Or you could just export an MB file and import it into a new scene to try and clear whatever weird geometry history might be going on.
Would you mind posting an image of the model with no normal map in marmoset? just the low poly.
it could be a problem that if you export the normals, toolbag, xnormal or udk will not recalculate the tangents and show some strange effects in lighting.
Offset one half of your mirrored UVs outside the 0-1 UV space and then post a screenshot. That problem usually shows up if you have overlapping mirrored UV islands because of the way Marmoset renders normals.
Hello, is there another way to get nice shading in your normals without adding extra loops ?
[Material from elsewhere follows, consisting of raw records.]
use super::{CommandInterpreter, CommandReturn};
use crate::host::DebugHost;
use std::io::{self, BufRead, Write};

const PROMPT: &str = "(bta) ";

/// Read commands from `input` until EOF or `quit`, writing command output to
/// `output`. Errors from a command are reported and the loop continues.
pub fn run_repl<R: BufRead, W: Write>(
    interp: &CommandInterpreter,
    host: &mut dyn DebugHost,
    input: R,
    output: &mut W,
) -> io::Result<()> {
    let mut lines = input.lines();

    loop {
        eprint!("{}", PROMPT);
        io::stderr().flush()?;

        let Some(line) = lines.next() else {
            break;
        };
        let line = line?;
        let trimmed = line.trim();

        if matches!(trimmed, "q" | "quit" | "exit") {
            break;
        }

        let mut result = CommandReturn::new();
        let outcome = interp.handle_command(host, trimmed, &mut result);
        for out in result.lines() {
            writeln!(output, "{}", out)?;
        }
        if let Err(e) = outcome {
            log::warn!("Command '{}' failed: {}", trimmed, e);
            writeln!(output, "error: {}", e)?;
        }
        output.flush()?;
    }

    Ok(())
}
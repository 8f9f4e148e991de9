use crate::host::FrameInfo;
use serde::{Deserialize, Serialize};
use serde_json::Value;

#[derive(Debug, Serialize, Deserialize)]
pub struct DapMessage {
    pub seq: u64,
    #[serde(rename = "type")]
    pub msg_type: String,
    #[serde(flatten)]
    pub content: DapMessageContent,
}

// Untagged variants are tried in order; responses also carry `command`, so
// they must come before requests.
#[derive(Debug, Serialize, Deserialize)]
#[serde(untagged)]
pub enum DapMessageContent {
    Response {
        request_seq: u64,
        success: bool,
        command: String,
        message: Option<String>,
        body: Option<Value>,
    },
    Event {
        event: String,
        body: Option<Value>,
    },
    Request {
        command: String,
        arguments: Option<Value>,
    },
}

/// Body of a `stackTrace` response.
#[derive(Debug, Default, Serialize, Deserialize)]
#[serde(rename_all = "camelCase")]
pub struct StackTraceBody {
    #[serde(default)]
    pub stack_frames: Vec<StackFrame>,
    #[serde(default, skip_serializing_if = "Option::is_none")]
    pub total_frames: Option<u64>,
}

#[derive(Debug, Clone, Default, Serialize, Deserialize)]
pub struct StackFrame {
    #[serde(default)]
    pub id: i64,
    #[serde(default)]
    pub name: Option<String>,
    #[serde(default, skip_serializing_if = "Option::is_none")]
    pub source: Option<Source>,
    #[serde(default)]
    pub line: i64,
    #[serde(default)]
    pub column: i64,
}

#[derive(Debug, Clone, Default, Serialize, Deserialize)]
pub struct Source {
    #[serde(default)]
    pub name: Option<String>,
    #[serde(default)]
    pub path: Option<String>,
}

impl Source {
    /// `name` if the adapter sent one, otherwise the last component of `path`.
    /// Both `/` and `\` separate components, whatever the local platform.
    pub fn file_name(&self) -> Option<String> {
        if let Some(name) = self.name.as_deref().filter(|n| !n.is_empty()) {
            return Some(name.to_string());
        }
        self.path
            .as_deref()
            .and_then(|p| p.rsplit(['/', '\\']).next())
            .filter(|n| !n.is_empty())
            .map(str::to_string)
    }
}

impl StackFrame {
    /// DAP uses line 0 for "unknown".
    pub fn to_frame_info(&self, index: usize) -> FrameInfo {
        FrameInfo {
            index,
            signature: self.name.clone(),
            line: u32::try_from(self.line).ok().filter(|&l| l > 0),
            file_name: self.source.as_ref().and_then(Source::file_name),
        }
    }
}
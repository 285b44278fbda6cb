use axum::{
    http::StatusCode,
    response::{IntoResponse, Json},
};
use serde_json::json;

pub type Result<T> = std::result::Result<T, Error>;

#[derive(Debug, thiserror::Error)]
pub enum Error {
    #[error("Configuration error: {0}")]
    Config(String),

    #[error("Bad request: {0}")]
    BadRequest(String),

    #[error("Not found: {0}")]
    NotFound(String),

    #[error("Conflict: {0}")]
    Conflict(String),

    #[error("At capacity: {0}")]
    Capacity(String),

    #[error("Invalid answer selection: {0}")]
    InvalidAnswerSelection(String),

    #[error("Validation error: {0}")]
    Validation(#[from] validator::ValidationErrors),

    #[error("JSON error: {0}")]
    Json(#[from] serde_json::Error),

    #[error("Internal error: {0}")]
    Internal(String),
}

impl IntoResponse for Error {
    fn into_response(self) -> axum::response::Response {
        let (status, error_message) = match self {
            Error::BadRequest(msg) => (StatusCode::BAD_REQUEST, msg),
            Error::NotFound(msg) => (StatusCode::NOT_FOUND, msg),
            Error::Conflict(msg) => (StatusCode::CONFLICT, msg),
            Error::Capacity(msg) => (StatusCode::SERVICE_UNAVAILABLE, msg),
            Error::InvalidAnswerSelection(msg) => (StatusCode::UNPROCESSABLE_ENTITY, msg),
            Error::Validation(err) => (StatusCode::BAD_REQUEST, err.to_string()),
            Error::Json(err) => (StatusCode::BAD_REQUEST, err.to_string()),
            Error::Internal(msg) => {
                tracing::error!("Internal error: {}", msg);
                (
                    StatusCode::INTERNAL_SERVER_ERROR,
                    "An unexpected error occurred".to_string(),
                )
            }
            Error::Config(_) => (
                StatusCode::INTERNAL_SERVER_ERROR,
                "An unexpected error occurred".to_string(),
            ),
        };

        let body = Json(json!({ "error": error_message }));
        (status, body).into_response()
    }
}

/// Failure of a call to the external generation service. Never surfaced over
/// HTTP; the conversation turns it into an apology.
#[derive(Debug, thiserror::Error)]
pub enum UpstreamError {
    #[error("request to model failed: {0}")]
    Transport(#[from] reqwest::Error),

    #[error("model API returned {status}: {body}")]
    Status {
        status: reqwest::StatusCode,
        body: String,
    },

    #[error("model call timed out after {0:?}")]
    Timeout(std::time::Duration),

    #[error("model reply contained no text (finish reason: {0})")]
    EmptyReply(String),
}
use crate::models::question::{Difficulty, Question};
use crate::models::session::{OpenResponse, Scorecard, SessionPhase};
use crate::models::turn::Turn;
use crate::services::grading_service::AnswerFeedback;
use serde::{Deserialize, Serialize};
use validator::Validate;

#[derive(Debug, Clone, Serialize, Deserialize, Validate)]
pub struct CandidateProfile {
    #[validate(length(min = 1, max = 200))]
    pub full_name: String,
    #[validate(email)]
    pub email: String,
    #[validate(length(min = 3, max = 40))]
    pub phone: Option<String>,
    #[validate(range(min = 0, max = 60))]
    pub years_of_experience: Option<u32>,
    #[serde(default)]
    pub desired_positions: Vec<String>,
    #[validate(length(max = 200))]
    pub location: Option<String>,
    #[serde(default)]
    #[validate(length(max = 30))]
    pub tech_stack: Vec<String>,
}

#[derive(Debug, Clone, Default, Serialize, Deserialize, Validate)]
pub struct CreateSessionRequest {
    #[validate(nested)]
    pub candidate: Option<CandidateProfile>,
}

#[derive(Debug, Clone, Serialize, Deserialize, Validate)]
pub struct SendMessageRequest {
    #[validate(length(min = 1, max = 4000))]
    pub message: String,
}

#[derive(Debug, Clone, Serialize, Deserialize, Validate)]
pub struct SubmitAnswerRequest {
    /// An option for multiple-choice questions, free text for open ones.
    #[serde(alias = "answer")]
    #[validate(length(min = 1, max = 4000))]
    pub selection: String,
}

#[derive(Debug, Clone, Copy, PartialEq, Eq, Serialize, Deserialize)]
#[serde(rename_all = "snake_case")]
pub enum QuestionKind {
    MultipleChoice,
    Open,
}

/// A question as shown to the candidate. Carries neither the correct option
/// nor the answer outline; `options` is empty for open questions.
#[derive(Debug, Clone, Serialize, Deserialize)]
pub struct QuestionView {
    pub question: String,
    pub kind: QuestionKind,
    pub options: Vec<String>,
    pub difficulty: Difficulty,
    pub technology: Option<String>,
}

impl From<&Question> for QuestionView {
    fn from(q: &Question) -> Self {
        Self {
            question: q.question.clone(),
            kind: if q.is_open() {
                QuestionKind::Open
            } else {
                QuestionKind::MultipleChoice
            },
            options: q.options().to_vec(),
            difficulty: q.difficulty,
            technology: q.technology.clone(),
        }
    }
}

#[derive(Debug, Clone, Serialize, Deserialize)]
pub struct SessionView {
    pub id: uuid::Uuid,
    pub phase: SessionPhase,
    pub closed: bool,
    pub created_at: chrono::DateTime<chrono::Utc>,
    pub transcript: Vec<Turn>,
    pub current_question: Option<QuestionView>,
    pub pending_questions: usize,
    pub score: Scorecard,
}

#[derive(Debug, Clone, Copy, PartialEq, Eq, Serialize, Deserialize)]
#[serde(rename_all = "snake_case")]
pub enum MessageOutcomeKind {
    Reply,
    QuizStarted,
    Fallback,
    UpstreamError,
    Closed,
}

#[derive(Debug, Clone, Serialize)]
pub struct MessageResponse {
    pub outcome: MessageOutcomeKind,
    #[serde(skip_serializing_if = "Option::is_none")]
    pub diagnostic: Option<String>,
    pub session: SessionView,
}

#[derive(Debug, Clone, Serialize)]
pub struct AnswerResponse {
    pub feedback: AnswerFeedback,
    pub round_complete: bool,
    pub session: SessionView,
}

#[derive(Debug, Clone, Serialize)]
pub struct EndSessionResponse {
    pub id: uuid::Uuid,
    pub score: Scorecard,
    pub open_responses: Vec<OpenResponse>,
    pub transcript: Vec<Turn>,
}
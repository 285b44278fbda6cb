pub mod config;
pub mod dto;
pub mod error;
pub mod middleware;
pub mod models;
pub mod routes;
pub mod services;

use crate::config::Config;
use crate::services::{
    ai_service::{AIService, GenerationSettings, ModelGateway},
    conversation::ScreeningSettings,
    session_service::{SessionPolicy, SessionService},
};
use axum::{
    routing::{get, post},
    Router,
};
use reqwest::Client;
use std::sync::Arc;
use tower_http::{cors::CorsLayer, trace::TraceLayer};

#[derive(Clone)]
pub struct AppState {
    pub sessions: SessionService,
}

impl AppState {
    pub fn new(config: &Config) -> error::Result<Self> {
        let http_client = Client::builder()
            .timeout(config.model_timeout())
            .build()
            .map_err(|e| error::Error::Config(format!("Failed to build HTTP client: {}", e)))?;

        let ai_service = AIService::new(
            config.gemini_api_key.clone(),
            http_client,
            GenerationSettings {
                model: config.gemini_model.clone(),
                base_url: config.gemini_base_url.clone(),
                safety_threshold: config.safety_threshold.clone(),
                google_search: config.google_search,
                thinking_budget: config.thinking_budget,
                timeout: config.model_timeout(),
            },
        );

        let settings = ScreeningSettings {
            exit_keywords: config.exit_keywords.clone(),
            record_feedback: config.record_feedback,
            model_timeout: config.model_timeout(),
        };

        Ok(Self::with_gateway(
            Arc::new(ai_service),
            settings,
            SessionPolicy {
                max_sessions: config.max_sessions,
                expose_diagnostics: config.expose_diagnostics,
            },
        ))
    }

    pub fn with_gateway(
        gateway: Arc<dyn ModelGateway>,
        settings: ScreeningSettings,
        policy: SessionPolicy,
    ) -> Self {
        Self {
            sessions: SessionService::new(gateway, settings, policy),
        }
    }
}

pub fn app(state: AppState, session_rps: u32) -> Router {
    let session_api = Router::new()
        .route("/api/sessions", post(routes::session::create_session))
        .route(
            "/api/sessions/:id",
            get(routes::session::get_session).delete(routes::session::end_session),
        )
        .route(
            "/api/sessions/:id/messages",
            post(routes::session::send_message),
        )
        .route(
            "/api/sessions/:id/answer",
            post(routes::session::submit_answer),
        )
        .layer(axum::middleware::from_fn_with_state(
            middleware::rate_limit::RequestBudget::new(session_rps),
            middleware::rate_limit::budget_middleware,
        ));

    Router::new()
        .route("/health", get(routes::health::health))
        .merge(session_api)
        .with_state(state)
        .layer(CorsLayer::permissive())
        .layer(TraceLayer::new_for_http())
}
In the left i added extra loop to control the shading in my normal map...and the right one is without and you can see what a ugly shading i have, also where i have uv split i have different smth group. Adding on all your models extra loops i think is to much geo or is no other way. Please someone enlight me.
If you have a synced workflow (look at the handplane thread) it does not matter how harsh the shading on the normal map looks. The first thing is to make sure you high poly and low poly match as closely as possible. You could get better shading with only adding one extra loop if it really bothers you or you cannot have a synced normal map work flow.
Thanks zac for your answer, i have a good workflow everything is going fine but when i have this type of surfaces i dont think one edge would make it good enough...because if i add one edge on the right side then i will have a bad gradient between and not a nice solid color.
Gradations in your low poly like that get translated to your normal map bake in unsynced workflows.
Bit of a pedantic remark, I know, but I just wanted to point out that this isn't accurate, as I understand it.
Syncing has nothing to do with whether or not there are gradients in your normalmap,they're there to counteract lowpoly smooth shading interpolation - the only issue being that compression artifacts and tangent basis mismatches can make those problematic.
I'd say the more the normal map has to compensate the low poly, the more shading issue you will get with an unsynced workflow. And indeed the dds compression (and even 8bit format) is an issue, i wouldn't recommand to have these large gradient on big surfaces for the best result. Depends of the size of the thing in the end, if it worthes to add chamfers, split the uv's, etc...because it adds vertices. Anyway, everything is explained in the 1st post
Bit of a pedantic remark, I know, but I just wanted to point out that this isn't accurate, as I understand it.
Syncing has nothing to do with whether or not there are gradients in your normalmap,they're there to counteract lowpoly smooth shading interpolation - the only issue being that compression artifacts and tangent basis mismatches can make those problematic.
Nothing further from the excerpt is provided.